During the last years, several studies have suggested that Brain-Computer Interface (BCI) can play a critical role in the field of motor rehabilitation. In this case report, we aim to investigate the feasibility of a covert visuospatial attention (CVSA) driven BCI in three patients with left spatial neglect (SN). We hypothesize that such a BCI is able to detect attention task-specific brain patterns in SN patients and can induce significant changes in their abnormal cortical activity (α-power modulation, feature recruitment, and connectivity). The three patients were asked to control online a CVSA BCI by focusing their attention at different spatial locations, including their neglected (left) space. As primary outcome, results show a significant improvement of the reaction time in the neglected space between calibration and online modalities (p < 0.01) for the two out of three patients that had the slowest initial behavioral response. Such an evolution of reaction time negatively correlates (p < 0.05) with an increment of the Individual α-Power computed in the pre-cue interval. Furthermore, all patients exhibited a significant reduction of the inter-hemispheric imbalance (p < 0.05) over time in the parieto-occipital regions. Finally, analysis on the inter-hemispheric functional connectivity suggests an increment across modalities for regions in the affected (right) hemisphere and decrement for those in the healthy. Although preliminary, this feasibility study suggests a possible role of BCI in the therapeutic treatment of lateralized, attention-based visuospatial deficits.

Introduction

Spatial neglect (SN) is one of the most frequent and disabling neuropsychological syndromes following right-hemisphere damage (Heilman et al., 2003; Buxbaum et al., 2004; Adair and Barrett, 2008). SN patients usually fail to report stimuli in the contralesional side of space, rendering difficult their effective perception of the surrounding space. Although some spontaneous recovery occurs in the majority of patients after stroke, SN might remain severe in the chronic phase, limiting considerably the effectiveness of rehabilitation interventions (Katz et al., 1999; Battelli et al., 2001; Jehkonen et al., 2006; Kerkhoff and Schenk, 2012; Bowen et al., 2013; Riestra and Barrett, 2013).

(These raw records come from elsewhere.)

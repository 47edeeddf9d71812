//! LDAP directory adapter.
//!
//! Speaks to the border-control directory over ldap3: separate read and
//! write endpoints, simple bind, bounded operation timeout. "Already
//! exists" on add and "no such object" on delete/search are treated as
//! success so concurrent publishers converge.

use std::collections::{BTreeMap, HashSet};
use std::time::Duration;

use async_trait::async_trait;
use ldap3::{Ldap, LdapConnAsync, LdapConnSettings, LdapError, Scope, SearchEntry};

use super::dn::{container_dn, country_dn, entry_dn, ou_dn, DirectoryKind};
use super::DirectoryPort;
use crate::config::LdapConfig;
use crate::error::{PkdError, Result};
use crate::models::{CertificateRecord, CrlRecord};

const RC_ENTRY_ALREADY_EXISTS: u32 = 68;
const RC_NO_SUCH_OBJECT: u32 = 32;
const OPERATION_TIMEOUT: Duration = Duration::from_secs(2);

pub struct LdapDirectory {
    config: LdapConfig,
}

type BinAttrs = Vec<(Vec<u8>, HashSet<Vec<u8>>)>;

fn attr(name: &str, values: &[&[u8]]) -> (Vec<u8>, HashSet<Vec<u8>>) {
    (
        name.as_bytes().to_vec(),
        values.iter().map(|v| v.to_vec()).collect(),
    )
}

/// Treat entryAlreadyExists as success (idempotent add).
fn swallow_exists(result: ldap3::result::Result<ldap3::LdapResult>) -> Result<()> {
    match result {
        Ok(res) => match res.success() {
            Ok(_) => Ok(()),
            Err(LdapError::LdapResult { result }) if result.rc == RC_ENTRY_ALREADY_EXISTS => Ok(()),
            Err(e) => Err(e.into()),
        },
        Err(e) => Err(e.into()),
    }
}

impl LdapDirectory {
    pub fn new(config: LdapConfig) -> Self {
        LdapDirectory { config }
    }

    async fn open(&self, write: bool) -> Result<Ldap> {
        let url = if write {
            self.config.write_url()
        } else {
            self.config.read_url()
        };
        let settings = LdapConnSettings::new().set_conn_timeout(OPERATION_TIMEOUT);
        let (conn, mut ldap) = LdapConnAsync::with_settings(settings, &url)
            .await
            .map_err(|e| PkdError::Directory(format!("cannot reach directory {url}: {e}")))?;
        ldap3::drive!(conn);
        ldap.with_timeout(OPERATION_TIMEOUT)
            .simple_bind(&self.config.bind_dn, &self.config.bind_password)
            .await?
            .success()
            .map_err(|e| PkdError::Directory(format!("bind failed: {e}")))?;
        Ok(ldap)
    }

    async fn countries(&self, ldap: &mut Ldap, kind: DirectoryKind) -> Result<Vec<String>> {
        let base = container_dn(&self.config.base_dn, kind);
        let result = ldap
            .with_timeout(OPERATION_TIMEOUT)
            .search(&base, Scope::OneLevel, "(c=*)", vec!["c"])
            .await;
        let (entries, _) = match result {
            Ok(res) => match res.success() {
                Ok(ok) => ok,
                Err(LdapError::LdapResult { result }) if result.rc == RC_NO_SUCH_OBJECT => {
                    return Ok(Vec::new())
                }
                Err(e) => return Err(e.into()),
            },
            Err(e) => return Err(e.into()),
        };
        let mut countries = Vec::new();
        for entry in entries {
            let entry = SearchEntry::construct(entry);
            if let Some(values) = entry.attrs.get("c") {
                if let Some(c) = values.first() {
                    countries.push(c.clone());
                }
            }
        }
        Ok(countries)
    }

    async fn leaf_entries(
        &self,
        ldap: &mut Ldap,
        kind: DirectoryKind,
        country: &str,
    ) -> Result<Vec<String>> {
        let base = ou_dn(&self.config.base_dn, kind, country);
        let filter = match kind {
            DirectoryKind::Crl => "(objectClass=cRLDistributionPoint)",
            _ => "(objectClass=pkdDownload)",
        };
        let result = ldap
            .with_timeout(OPERATION_TIMEOUT)
            .search(&base, Scope::OneLevel, filter, vec!["cn"])
            .await;
        let (entries, _) = match result {
            Ok(res) => match res.success() {
                Ok(ok) => ok,
                Err(LdapError::LdapResult { result }) if result.rc == RC_NO_SUCH_OBJECT => {
                    return Ok(Vec::new())
                }
                Err(e) => return Err(e.into()),
            },
            Err(e) => return Err(e.into()),
        };
        let mut fingerprints = Vec::new();
        for entry in entries {
            let entry = SearchEntry::construct(entry);
            if let Some(values) = entry.attrs.get("cn") {
                if let Some(cn) = values.first() {
                    fingerprints.push(cn.clone());
                }
            }
        }
        Ok(fingerprints)
    }

    async fn add_leaf(
        &self,
        kind: DirectoryKind,
        country: &str,
        fingerprint: &str,
        der: &[u8],
    ) -> Result<String> {
        if country.is_empty() {
            return Err(PkdError::Directory(format!(
                "cannot publish {fingerprint} without a country"
            )));
        }
        self.ensure_parent_dn_exists(kind, country).await?;

        let dn = entry_dn(&self.config.base_dn, kind, country, fingerprint);
        let attrs: BinAttrs = match kind {
            DirectoryKind::Crl => vec![
                attr("objectClass", &[b"top", b"cRLDistributionPoint"]),
                attr("cn", &[fingerprint.as_bytes()]),
                attr("certificateRevocationList;binary", &[der]),
            ],
            _ => vec![
                attr("objectClass", &[b"top", b"pkdDownload"]),
                attr("cn", &[fingerprint.as_bytes()]),
                attr("userCertificate;binary", &[der]),
            ],
        };

        let mut ldap = self.open(true).await?;
        let outcome = swallow_exists(ldap.with_timeout(OPERATION_TIMEOUT).add(&dn, attrs).await);
        let _ = ldap.unbind().await;
        outcome?;
        Ok(dn)
    }
}

#[async_trait]
impl DirectoryPort for LdapDirectory {
    async fn add_certificate(&self, cert: &CertificateRecord) -> Result<String> {
        let kind = DirectoryKind::for_cert_type(cert.cert_type).ok_or_else(|| {
            PkdError::Directory(format!(
                "certificate type {} is not published",
                cert.cert_type
            ))
        })?;
        self.add_leaf(kind, &cert.country, &cert.fingerprint, &cert.der)
            .await
    }

    async fn add_crl(&self, crl: &CrlRecord) -> Result<String> {
        self.add_leaf(DirectoryKind::Crl, &crl.country, &crl.fingerprint, &crl.der)
            .await
    }

    async fn delete_entry(&self, dn: &str) -> Result<()> {
        let mut ldap = self.open(true).await?;
        let result = ldap.with_timeout(OPERATION_TIMEOUT).delete(dn).await;
        let _ = ldap.unbind().await;
        match result {
            Ok(res) => match res.success() {
                Ok(_) => Ok(()),
                Err(LdapError::LdapResult { result }) if result.rc == RC_NO_SUCH_OBJECT => Ok(()),
                Err(e) => Err(e.into()),
            },
            Err(e) => Err(e.into()),
        }
    }

    async fn ensure_parent_dn_exists(&self, kind: DirectoryKind, country: &str) -> Result<()> {
        let mut ldap = self.open(true).await?;

        // Container, country, ou - parents first. Duplicate creates from
        // concurrent callers collapse to success.
        let container = container_dn(&self.config.base_dn, kind);
        let dc_value = kind.container().trim_start_matches("dc=").to_string();
        let container_attrs: BinAttrs = vec![
            attr("objectClass", &[b"top", b"dcObject", b"organization"]),
            attr("dc", &[dc_value.as_bytes()]),
            attr("o", &[dc_value.as_bytes()]),
        ];
        let outcome = swallow_exists(
            ldap.with_timeout(OPERATION_TIMEOUT)
                .add(&container, container_attrs)
                .await,
        );
        if let Err(e) = outcome {
            let _ = ldap.unbind().await;
            return Err(e);
        }

        let country_entry = country_dn(&self.config.base_dn, kind, country);
        let country_attrs: BinAttrs = vec![
            attr("objectClass", &[b"top", b"country"]),
            attr("c", &[country.as_bytes()]),
        ];
        let outcome = swallow_exists(
            ldap.with_timeout(OPERATION_TIMEOUT)
                .add(&country_entry, country_attrs)
                .await,
        );
        if let Err(e) = outcome {
            let _ = ldap.unbind().await;
            return Err(e);
        }

        let ou_entry = ou_dn(&self.config.base_dn, kind, country);
        let ou_attrs: BinAttrs = vec![
            attr("objectClass", &[b"top", b"organization"]),
            attr("o", &[kind.ou().as_bytes()]),
        ];
        let outcome = swallow_exists(
            ldap.with_timeout(OPERATION_TIMEOUT)
                .add(&ou_entry, ou_attrs)
                .await,
        );
        let _ = ldap.unbind().await;
        outcome
    }

    async fn count_by_kind(&self, kind: DirectoryKind) -> Result<u64> {
        Ok(self
            .count_by_kind_and_country(kind)
            .await?
            .values()
            .sum::<u64>())
    }

    async fn count_by_kind_and_country(
        &self,
        kind: DirectoryKind,
    ) -> Result<BTreeMap<String, u64>> {
        let mut ldap = self.open(false).await?;
        let mut counts = BTreeMap::new();
        let countries = self.countries(&mut ldap, kind).await?;
        for country in countries {
            let entries = self.leaf_entries(&mut ldap, kind, &country).await?;
            counts.insert(country, entries.len() as u64);
        }
        let _ = ldap.unbind().await;
        Ok(counts)
    }

    async fn list_fingerprints(&self, kind: DirectoryKind) -> Result<Vec<String>> {
        let mut ldap = self.open(false).await?;
        let mut fingerprints = Vec::new();
        let countries = self.countries(&mut ldap, kind).await?;
        for country in countries {
            fingerprints.extend(self.leaf_entries(&mut ldap, kind, &country).await?);
        }
        let _ = ldap.unbind().await;
        Ok(fingerprints)
    }
}
impl IngestPipeline {
    pub fn new(store: Arc<dyn TrustStore>, policy: CountryPolicy) -> Self {
        IngestPipeline { store, policy }
    }

    pub async fn ingest_path(&self, path: &Path) -> Result<IngestOutcome> {
        let bytes = tokio::fs::read(path).await?;
        let filename = path
            .file_name()
            .map(|n| n.to_string_lossy().to_string())
            .unwrap_or_else(|| "upload.bin".to_string());
        self.ingest_bytes(&filename, &bytes).await
    }

    /// Ingest one file. Duplicate content (same SHA-256) is rejected with a
    /// conflict before any parsing happens.
    pub async fn ingest_bytes(&self, original_filename: &str, bytes: &[u8]) -> Result<IngestOutcome> {
        let content_sha256 = fingerprint_hex(bytes);
        if self
            .store
            .upload_by_content_hash(&content_sha256)
            .await?
            .is_some()
        {
            return Err(PkdError::Conflict(format!(
                "file already ingested (content hash {content_sha256})"
            )));
        }

        let format = detect_format(original_filename, bytes);
        let (collection, nc_collection) =
            collection_number(original_filename).map_or((None, false), |(n, nc)| (Some(n), nc));

        let mut upload = UploadedFile {
            id: Uuid::new_v4(),
            original_filename: original_filename.to_string(),
            canonical_filename: canonical_filename(original_filename),
            content_sha256,
            size_bytes: bytes.len() as u64,
            format,
            status: UploadStatus::Pending,
            counters: Default::default(),
            collection_number: collection,
            created_at: Utc::now(),
            completed_at: None,
            error_message: None,
        };
        self.store.insert_upload(&upload).await?;

        upload.status = UploadStatus::Processing;
        self.store.update_upload(&upload).await?;

        let mut run = IngestRun {
            upload,
            parsing_errors: Vec::new(),
            seen_fingerprints: HashSet::new(),
        };

        let outcome = match format {
            FileFormat::Pem | FileFormat::Der => self.ingest_raw(&mut run, bytes).await,
            FileFormat::Ldif => self.ingest_ldif(&mut run, bytes, nc_collection).await,
            FileFormat::MasterList | FileFormat::DeviationList => {
                self.ingest_list(&mut run, bytes).await
            }
            FileFormat::Unknown => Err(PkdError::parse(
                "upload",
                0,
                "unrecognised file format (not PEM, DER, CMS or LDIF)",
            )),
        };

        match outcome {
            Ok(()) => {
                run.upload.status = UploadStatus::Completed;
                run.upload.completed_at = Some(Utc::now());
            }
            Err(e) => {
                run.upload.status = UploadStatus::Failed;
                run.upload.completed_at = Some(Utc::now());
                run.upload.error_message = Some(e.to_string());
                log::error!("ingest {} failed: {}", run.upload.id, e);
            }
        }
        self.store.update_upload(&run.upload).await?;

        Ok(IngestOutcome {
            upload: run.upload,
            parsing_errors: run.parsing_errors,
        })
    }

    async fn ingest_raw(&self, run: &mut IngestRun, bytes: &[u8]) -> Result<()> {
        // A naked DER input may be a CRL rather than a certificate.
        if !bytes.starts_with(b"-----BEGIN ") && x509_parser::parse_x509_crl(bytes).is_ok() {
            self.process_crl(run, bytes, None).await?;
            return Ok(());
        }
        let certs = decode_certificates(bytes)?;
        for der in certs {
            self.process_certificate(run, &der, None, false, true).await?;
        }
        Ok(())
    }

    async fn ingest_ldif(&self, run: &mut IngestRun, bytes: &[u8], nc: bool) -> Result<()> {
        let (entries, line_errors) = parse_ldif(bytes)?;
        for (line, error) in line_errors {
            run.record_error(None, "LDIF_LINE", format!("line {line}: {error}"));
        }
        for entry in entries {
            let dn = entry.dn.clone();
            if let Some(cert) = entry.first_binary("userCertificate") {
                let der = cert.to_vec();
                self.process_certificate(run, &der, Some(dn), nc, true).await?;
            } else if let Some(crl) = entry.first_binary("certificateRevocationList") {
                let der = crl.to_vec();
                self.process_crl(run, &der, Some(dn)).await?;
            } else if entry.has_object_class("pkdDownload")
                || entry.has_object_class("cRLDistributionPoint")
            {
                run.record_error(
                    Some(dn),
                    "MISSING_BINARY_ATTRIBUTE",
                    "entry advertises trust material but carries no binary attribute".to_string(),
                );
            }
            // Structural container entries (countries, organisational units)
            // are skipped silently.
        }
        Ok(())
    }

    async fn ingest_list(&self, run: &mut IngestRun, bytes: &[u8]) -> Result<()> {
        let list = parse_list(bytes)?;
        run.upload.counters.master_lists += 1;

        if !list.signature_verified {
            run.record_error(
                None,
                "CMS_SIGNATURE",
                list.signature_error
                    .clone()
                    .unwrap_or_else(|| "list signature did not verify".to_string()),
            );
        }

        if let Some(signer_der) = &list.signer_der {
            self.process_certificate(run, signer_der, None, false, list.signature_verified)
                .await?;
        }
        for der in &list.content_certs {
            self.process_certificate(run, der, None, false, list.signature_verified)
                .await?;
        }
        Ok(())
    }

    async fn process_certificate(
        &self,
        run: &mut IngestRun,
        der: &[u8],
        entry_dn: Option<String>,
        nc_collection: bool,
        source_verified: bool,
    ) -> Result<()> {
        let fingerprint = fingerprint_hex(der);
        if !run.seen_fingerprints.insert(fingerprint.clone()) {
            run.upload.counters.duplicates += 1;
            return Ok(());
        }

        let metadata = match extract_metadata(der) {
            Ok(m) => m,
            Err(e) => {
                run.record_error(entry_dn, "CERT_PARSE", e.to_string());
                return Ok(());
            }
        };
        let classification =
            match classify_metadata(&metadata, fingerprint.clone(), self.policy) {
                Ok(c) => c,
                Err(e) => {
                    run.record_error(entry_dn, "CERT_CLASSIFY", e.to_string());
                    return Ok(());
                }
            };
        if let Some(warning) = &classification.country_warning {
            log::warn!("ingest {}: {}", run.upload.id, warning);
        }

        // Container-level non-conformant tagging: only plain DSCs are
        // re-tagged; CSCAs or list signers inside an NC bundle keep their
        // class.
        let cert_type = if nc_collection && classification.cert_type == CertType::Dsc {
            CertType::DscNc
        } else {
            classification.cert_type
        };

        if cert_type == CertType::Csca && !metadata.key_usage.iter().any(|u| u == "keyCertSign") {
            run.record_error(
                entry_dn,
                "CSCA_KEY_USAGE",
                format!(
                    "self-signed CA without keyCertSign rejected: {}",
                    metadata.subject_dn
                ),
            );
            return Ok(());
        }

        let record = CertificateRecord {
            id: Uuid::new_v4(),
            fingerprint,
            der: der.to_vec(),
            cert_type,
            country: classification.country,
            subject_dn_normalized: normalize_dn_for_comparison(&metadata.subject_dn),
            issuer_dn_normalized: normalize_dn_for_comparison(&metadata.issuer_dn),
            subject_dn: metadata.subject_dn,
            issuer_dn: metadata.issuer_dn,
            serial: metadata.serial,
            not_before: metadata.not_before,
            not_after: metadata.not_after,
            signature_algorithm_oid: metadata.signature_algorithm_oid,
            signature_hash_algorithm: metadata.signature_hash_algorithm,
            public_key_algorithm: metadata.public_key_algorithm,
            public_key_size: metadata.public_key_size,
            public_key_curve: metadata.public_key_curve,
            ski: metadata.ski,
            aki: metadata.aki,
            is_ca: metadata.is_ca,
            path_len_constraint: metadata.path_len_constraint,
            key_usage: metadata.key_usage,
            extended_key_usage: metadata.extended_key_usage,
            crl_distribution_points: metadata.crl_distribution_points,
            ocsp_url: metadata.ocsp_url,
            self_signed: metadata.self_signed,
            source_verified,
            stored_in_directory: false,
            deleted: false,
            first_ingested_at: Utc::now(),
            source_upload_id: Some(run.upload.id),
        };

        let outcome = self.store.insert_certificate_if_absent(&record).await?;
        if outcome.inserted {
            run.upload.counters.record_cert(cert_type);
        } else {
            run.upload.counters.duplicates += 1;
        }
        Ok(())
    }

    async fn process_crl(
        &self,
        run: &mut IngestRun,
        der: &[u8],
        entry_dn: Option<String>,
    ) -> Result<()> {
        let fingerprint = fingerprint_hex(der);
        if !run.seen_fingerprints.insert(fingerprint.clone()) {
            run.upload.counters.duplicates += 1;
            return Ok(());
        }

        let info = match parse_crl_info(der) {
            Ok(i) => i,
            Err(e) => {
                run.record_error(entry_dn, "CRL_PARSE", e.to_string());
                return Ok(());
            }
        };
        let Some(country) = info.issuer_country.clone() else {
            run.record_error(
                entry_dn,
                "CRL_COUNTRY",
                format!("CRL issuer without country: {}", info.issuer_dn),
            );
            return Ok(());
        };

        let issuer_dn_normalized = normalize_dn_for_comparison(&info.issuer_dn);
        // The issuer should correspond to a stored CSCA subject; bundles may
        // carry the CRL before its CSCA, so a miss is a warning, not a
        // rejection.
        if self
            .store
            .cscas_by_subject(&issuer_dn_normalized)
            .await?
            .is_empty()
        {
            log::warn!(
                "ingest {}: CRL issuer has no stored CSCA yet: {}",
                run.upload.id,
                info.issuer_dn
            );
        }

        let record = CrlRecord {
            id: Uuid::new_v4(),
            fingerprint,
            der: der.to_vec(),
            issuer_dn: info.issuer_dn,
            issuer_dn_normalized,
            country,
            this_update: info.this_update,
            next_update: info.next_update,
            crl_number: info.crl_number,
            revoked: info
                .revoked
                .into_iter()
                .map(|r| crate::models::RevokedEntry {
                    serial: r.serial,
                    revoked_at: r.revoked_at,
                    reason: r.reason,
                })
                .collect(),
            stored_in_directory: false,
            first_ingested_at: Utc::now(),
            source_upload_id: Some(run.upload.id),
        };

        let outcome = self.store.insert_crl_if_absent(&record).await?;
        if outcome.inserted {
            run.upload.counters.crl += 1;
        } else {
            run.upload.counters.duplicates += 1;
        }
        Ok(())
    }
}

One of the most accredited hypothesis explaining SN was introduced by Kinsbourne and it relies on the concept of inter-hemispheric rivalry (Kinsbourne, 1993). In terms of attentional vectors, it is assumed that lesions to the right-hemisphere provoke changes in neural activation inducing inter-hemispheric imbalance and, as a consequence, a hypoexploration of the left (neglected) space and a hyperattention toward the right.

Recently, it has been proposed that SN should be better attributed to abnormalities in the functional organization of large fronto-parietal attention networks, rather than lesions in local cerebral areas (Corbetta et al., 2005; He et al., 2007; Bartolomeo et al., 2012). Furthermore, it has been demonstrated that the normalization of the inter-hemispheric connectivity is a physiological signature of recovery from SN (Baldassarre et al., 2014; Ramsey et al., 2016).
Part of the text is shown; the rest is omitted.